One thing I highly recommend, which is a super-easy way to speed up your composting, is to save all your urine and pour it over your compost pile. (Guys, you can also make what I call a “direct deposit.”) Urine is a hugely overlooked resource that I rarely see discussed in TEOTWAWKI situations, or gardening and self-reliance blogs. Urine is basically sterile so it is safe to work with. Not only that, but it is a source of free nitrogen. Since we no longer have the freedom to buy bagged ammonium nitrate in this country, there is not a cheaper, easier way to apply nitrogen to our gardens and compost piles, than urine. It also contains potassium and phosphorus, two other nutrients gardens are often lacking.
Since urine also contains salt, if you are using it directly in the garden soil then dilute it down to about 4:1 before pouring it onto any plants. If you want to see some radical results, here’s a fun experiment to try. Pour some diluted urine on the soil around every other tomato plant in your garden and take a look at them three days later. The treated plants will be much darker. You can also pour urine on tree stumps to help speed up the rotting process.
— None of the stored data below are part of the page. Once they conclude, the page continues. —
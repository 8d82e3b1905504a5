pub mod checksum;
pub mod error;
pub mod module_id;
pub mod path;
pub mod revision;

pub use checksum::ContentHash;
pub use error::{Result, RevpubError};
pub use module_id::ModuleRevisionId;
pub use revision::{NodeKind, Revision};
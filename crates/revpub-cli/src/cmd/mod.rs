pub(crate) mod fetch;
pub(crate) mod info;
pub(crate) mod init;
pub(crate) mod list;
pub(crate) mod log;
pub(crate) mod publish;
use comfy_table::Cell;

use revpub_core::config::RevpubConfig;
use revpub_types::path;

use crate::dispatch::open_repository;
use crate::format::{format_bytes, format_date};
use crate::table::CliTableTheme;

pub(crate) fn run_list(config: &RevpubConfig, folder: &str) -> Result<(), Box<dyn std::error::Error>> {
    let repo = open_repository(config)?;
    let names = repo.list(folder)?;
    if names.is_empty() {
        println!("No entries found.");
        return Ok(());
    }

    let theme = CliTableTheme::detect();
    let mut table = theme.new_data_table(&["Name", "Type", "Size", "Modified"]);
    for name in &names {
        let entry = repo.resolve_resource(&path::join(folder, name));
        table.add_row(vec![
            Cell::new(name),
            theme.kind_cell(entry.kind),
            Cell::new(format_bytes(entry.size)),
            Cell::new(format_date(entry.last_modified)),
        ]);
    }
    println!("{table}");

    Ok(())
}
Nitrogen is going to be the limiting factor in your compost pile. If you don’t have access to a lot of animal manures (many of which will have urine mixed in) then adding supplemental nitrogen will allow you to add much more brown material (dead, low-nitrogen things like leaves, sawdust and straw) to your compost pile and still have it degrade by next year to be able to add to your garden. Urine is free, and it seems crazy to just flush it down the toilet when you can convert it into “compost quickener” and then into beautiful garden soil. Again, it’s basically sterile and safe to work with. If you are trying to create a lot of compost in a hurry and need nitrogen but are adverse to the idea of using urine, then google “garden nitrogen sources,” or check Amazon and Walmart, and see which other nitrogen sources you might be comfortable with.Continue reading“Get Going on Gardening – Part 2, by St. Funogas”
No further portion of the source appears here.